In the late 1860s, Cooke had reached the apex of America's banking world, having financed the Union war effort in the Civil War, funding that was crucial in the ultimate victory. He backed the dream, dormant since its 1864 charter, of creating the Northern Pacific Railroad running from Duluth, Minnesota across Dakota Territory, through Montana, Idaho, and ending in the Pacific Northwest.

The author's engaging style and in-depth research combine as he takes us back in time to the full context of the Gilded Age. We witness the brilliant Cooke as he ably finances his dream through repeated bond sales but the reality of what was being paid for soon begins to take its toil--poor management, gross overspending and corruption by those under Cooke, the unanticipated engineering challenges of laying a railroad through Minnesota's boggy, swampy terrain and, ultimately, the will of the the Lakota in resisting the railroad through their prime hunting grounds.

History is fortunate that former Confederate General Tom Rosser was the chief engineer on the 1871 Whistler Expedition and the 1872 Rosser-Stanley Eastern Yellowstone Expedition as well as served at the start of the 1873 Expedition where he was reunited with former West Point classmate, Lt. Col. George Armstrong Custer. The author has delved deep into Rosser's diaries and correspondence from the manuscript repository holdings of the University of Virginia. For those like myself with an interest in the Indian Wars, the large section of this book devoted to these expeditions will prove compelling. An entire chapter is devoted to the 1872 Battle of Poker Flats and is absoluelty fascinating, especially the description of Sitting Bull's calculated act of courage of sitting on the ground, smoking his pipe as soldier's bullets failed to hit him as the battle concluded.

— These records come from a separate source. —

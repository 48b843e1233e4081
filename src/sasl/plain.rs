/*
 * plain.rs
 * Copyright (C) 2026 Chris Burdess
 *
 * This file is part of Postino, a streaming mail submission client.
 *
 * Postino is free software: you can redistribute it and/or modify
 * it under the terms of the GNU General Public License as published by
 * the Free Software Foundation, either version 3 of the License, or
 * (at your option) any later version.
 *
 * Postino is distributed in the hope that it will be useful,
 * but WITHOUT ANY WARRANTY; without even the implied warranty of
 * MERCHANTABILITY or FITNESS FOR A PARTICULAR PURPOSE.  See the
 * GNU General Public License for more details.
 *
 * You should have received a copy of the GNU General Public License
 * along with Postino.  If not, see <http://www.gnu.org/licenses/>.
 */

//! PLAIN SASL (RFC 4616).

/// Build the PLAIN initial response: NUL user NUL password, over raw bytes.
/// Caller base64-encodes for the wire (`AUTH PLAIN <base64>`).
pub fn plain_initial_response(user: &str, password: &str) -> Vec<u8> {
    let mut out = Vec::with_capacity(user.len() + password.len() + 2);
    out.push(0);
    out.extend_from_slice(user.as_bytes());
    out.push(0);
    out.extend_from_slice(password.as_bytes());
    out
}

#[cfg(test)]
mod tests {
    use super::*;
    use base64::engine::general_purpose::STANDARD;
    use base64::Engine;

    #[test]
    fn initial_response_layout() {
        assert_eq!(plain_initial_response("abc", "def"), b"\0abc\0def");
    }

    #[test]
    fn wire_encoding() {
        let b64 = STANDARD.encode(plain_initial_response("abc", "def"));
        assert_eq!(b64, "AGFiYwBkZWY=");
    }
}
pub mod csv;
pub mod json;

pub use crate::error::ExportError;
pub use self::csv::export_csv;
pub use self::json::export_json;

All of this culminates with the 1873 Expedition which proved necessary since staunch Lakota resistance prevented the 1872 foray from completing the survey. The author argues that Eastern newspaper coverage of the intractable Lakotas begin to slowly but surely unnerve Eastern investors who became more and more concerned over the feasiblity of a railroad through hostile territory, a concern that would explode in September 1873 with the worst possible results. The military responded to the 1872 difficulties by sending Custer's 7th Cavalry to the Northern Plains, thus giving the 1873 survey an offensive capability lacking in the infantry companies. This act also placed Custer and his regiment into the heart of the most untamed portion of the country where Custer's 1876 demise would carry him and the 7th Cavalry beyond the realm of history and into legend. Separate chapters on Custer's August 4, 1873 battle near the Yellowstone/Tongue River confluence and the larger battle a week later near the Big Horn/Yellowstone junction do full justice to these events as well as ably demonstrate Custer's ability in Indian warfare. Readers will be somewhat surprised as well as enlightened by the more positive picture of General David Stanley, Custer's superior on the expedition, as he has generally been written off as a hopeless drunk. As this book reveals though, he was able to command effectively when the situation demanded and there is far more to him than my previous knowledge had encompassed.

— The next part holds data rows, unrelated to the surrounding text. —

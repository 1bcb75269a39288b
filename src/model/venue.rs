use regex::Regex;
use serde::{Deserialize, Serialize};
use std::collections::BTreeMap;
use std::sync::LazyLock;

use super::BoothCode;

// Compact range keys like "G23-24", as organisers write them in the venue assets.
static RANGE_KEY_RE: LazyLock<Regex> =
    LazyLock::new(|| Regex::new(r"([A-Z]+)([0-9]+)-([0-9]+)").expect("valid regex"));

static CODE_PREFIX_RE: LazyLock<Regex> =
    LazyLock::new(|| Regex::new(r"([A-Z]+)([0-9]+)").expect("valid regex"));

/// Human-readable names for booths, keyed by single code or compact range.
#[derive(Debug, Clone, Default, PartialEq, Serialize, Deserialize)]
#[serde(transparent)]
pub struct BoothNames(pub BTreeMap<String, String>);

impl BoothNames {
    /// Exact key first, then the first range key covering the booth.
    #[must_use]
    pub fn lookup(&self, code: &BoothCode) -> Option<&str> {
        let key = code.to_string();
        if let Some(name) = self.0.get(&key) {
            return Some(name);
        }

        let booth = CODE_PREFIX_RE.captures(&key)?;
        let booth_section = &booth[1];
        let booth_number: u32 = booth[2].parse().ok()?;

        self.0.iter().find_map(|(range_key, name)| {
            let (section, start, end) = parse_range_key(range_key)?;
            (section == booth_section && (start..=end).contains(&booth_number))
                .then_some(name.as_str())
        })
    }

    #[must_use]
    pub fn len(&self) -> usize {
        self.0.len()
    }

    #[must_use]
    pub fn is_empty(&self) -> bool {
        self.0.is_empty()
    }
}

/// A named set of booths visitors collect stamps from.
#[derive(Debug, Clone, PartialEq, Serialize, Deserialize)]
pub struct StampRally {
    pub name: String,
    #[serde(default)]
    pub rules: String,
    pub booths: Vec<String>,
    #[serde(default, skip_serializing_if = "Option::is_none")]
    pub artists: Option<Vec<String>>,
    #[serde(default, skip_serializing_if = "Option::is_none")]
    pub link: Option<String>,
}

impl StampRally {
    /// Booth codes of this rally with compact ranges expanded.
    #[must_use]
    pub fn expanded_booths(&self) -> Vec<String> {
        expand_rally_booths(&self.booths)
    }

    #[must_use]
    pub fn contains(&self, code: &BoothCode) -> bool {
        let code = code.to_string();
        self.expanded_booths().iter().any(|b| *b == code)
    }
}

/// Expands compact ranges (`"G23-24"`) into individual codes; other entries
/// pass through unchanged. Rally ranges carry no span limit.
#[must_use]
pub fn expand_rally_booths(entries: &[String]) -> Vec<String> {
    let mut expanded = Vec::new();
    for entry in entries {
        match entry.contains('-').then(|| parse_range_key(entry)).flatten() {
            Some((section, start, end)) => {
                expanded.extend((start..=end).map(|n| format!("{section}{n}")));
            }
            None => expanded.push(entry.clone()),
        }
    }
    expanded
}

fn parse_range_key(key: &str) -> Option<(&str, u32, u32)> {
    let caps = RANGE_KEY_RE.captures(key)?;
    let section = caps.get(1)?.as_str();
    let start = caps[2].parse().ok()?;
    let end = caps[3].parse().ok()?;
    Some((section, start, end))
}

#[cfg(test)]
mod tests {
    use super::*;
    use pretty_assertions::assert_eq;

    fn code(s: &str) -> BoothCode {
        s.parse().unwrap()
    }

    fn names() -> BoothNames {
        BoothNames(
            [
                ("A5", "Tea Corner"),
                ("G23-24", "Double Booth"),
                ("K1-3", "Sponsor Row"),
            ]
            .iter()
            .map(|(k, v)| ((*k).to_string(), (*v).to_string()))
            .collect(),
        )
    }

    #[test]
    fn looks_up_exact_key() {
        assert_eq!(names().lookup(&code("A5")), Some("Tea Corner"));
    }

    #[test]
    fn looks_up_range_key() {
        assert_eq!(names().lookup(&code("G24")), Some("Double Booth"));
        assert_eq!(names().lookup(&code("K2")), Some("Sponsor Row"));
        assert_eq!(names().lookup(&code("G25")), None);
        assert_eq!(names().lookup(&code("A6")), None);
    }

    #[test]
    fn expands_rally_ranges_without_span_limit() {
        let entries = vec!["G23-24".to_string(), "A1".to_string(), "B1-20".to_string()];
        let expanded = expand_rally_booths(&entries);
        assert_eq!(expanded.len(), 23);
        assert_eq!(&expanded[..3], &["G23", "G24", "A1"]);
        assert_eq!(expanded.last().map(String::as_str), Some("B20"));
    }

    #[test]
    fn rally_membership() {
        let rally = StampRally {
            name: "Spring".to_string(),
            rules: String::new(),
            booths: vec!["C10-12".to_string(), "F3".to_string()],
            artists: None,
            link: None,
        };
        assert!(rally.contains(&code("C11")));
        assert!(rally.contains(&code("F3")));
        assert!(!rally.contains(&code("C13")));
    }
}
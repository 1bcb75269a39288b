//! Loaders for listing exports and venue asset files.

use serde::de::DeserializeOwned;
use serde::Deserialize;
use std::path::Path;

use crate::error::LoadError;
use crate::model::{BoothNames, Listing, StampRally};

/// Listing exports come either as a bare array or as one page of the
/// listings query (`{ "data": [...] }`).
#[derive(Deserialize)]
#[serde(untagged)]
enum ListingsFile {
    Bare(Vec<Listing>),
    Page { data: Vec<Listing> },
}

#[derive(Deserialize)]
#[serde(untagged)]
enum RalliesFile {
    Bare(Vec<StampRally>),
    Wrapped {
        #[serde(rename = "stampRallies")]
        stamp_rallies: Vec<StampRally>,
    },
}

fn read_file(path: &Path) -> Result<String, LoadError> {
    std::fs::read_to_string(path).map_err(|source| LoadError::FileRead {
        path: path.to_path_buf(),
        source,
    })
}

fn read_json<T: DeserializeOwned>(path: &Path) -> Result<T, LoadError> {
    let content = read_file(path)?;
    serde_json::from_str(&content).map_err(|source| LoadError::Json {
        path: path.to_path_buf(),
        source,
    })
}

/// Reads the listing export.
///
/// # Example
///
/// ```no_run
/// use booth_map::parser::load_listings;
///
/// let listings = load_listings("events.json")?;
/// println!("{} listings", listings.len());
/// # Ok::<(), booth_map::error::LoadError>(())
/// ```
pub fn load_listings<P: AsRef<Path>>(path: P) -> Result<Vec<Listing>, LoadError> {
    let listings = match read_json(path.as_ref())? {
        ListingsFile::Bare(listings) | ListingsFile::Page { data: listings } => listings,
    };
    tracing::debug!(path = %path.as_ref().display(), count = listings.len(), "loaded listings");
    Ok(listings)
}

/// Reads the `code → name` booth map.
pub fn load_booth_names<P: AsRef<Path>>(path: P) -> Result<BoothNames, LoadError> {
    read_json(path.as_ref())
}

/// Reads stamp rallies from `{ "stampRallies": [...] }` or a bare array.
pub fn load_stamp_rallies<P: AsRef<Path>>(path: P) -> Result<Vec<StampRally>, LoadError> {
    Ok(match read_json(path.as_ref())? {
        RalliesFile::Bare(rallies) | RalliesFile::Wrapped { stamp_rallies: rallies } => rallies,
    })
}

/// Reads a draw.io floor map as text. Parsing happens when positions are
/// requested.
pub fn load_floor_map<P: AsRef<Path>>(path: P) -> Result<String, LoadError> {
    read_file(path.as_ref())
}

The book concludes with the return of the 1873 Expedition, the final survey complete but its results of little use until the end of the decade when the railroad was finally completed by a Northern Pacific under different management. For in September 1873, judgement day arrived for both Jay Cooke and Company as well as the U.S. economy as a "Panic" was unleashed on Wall Street, numerous banks, including Cooke's, failed and work on the Northern Pacific ground to a halt, dragging the nation into the depths of a depression that at least one economic historian has judged as second only to the 1929-1932 Great Depression. The author makes the argument that the reports of Custer's two battles, despite their small size and the success of Custer and his regiment, were the last straw in undermining investor confidence in the safety of the area that the railroad was trying to cross.

Excellent and numerous maps by Vicki Trego Hill are included throughout this book and their quality is such that even the most difficult to please cartographer will be satisfied. If there is anything that the author can be faulted on, it is for not including more of the William Pywell photographs from the 1873 expedition but I have to remind myself that this book is on the entire Northern Pacific Railroad effort, not just the Custer expedition. For those wishing to view these photographs as well as gain additional, in-depth, excellent insight into the 1873 Expedition, see Lawrence Frost's CUSTER'S 7TH CAVALRY AND THE CAMPAIGN OF 1873, out of print but available wherever fine rare books are sold, including Amazon as of this writing.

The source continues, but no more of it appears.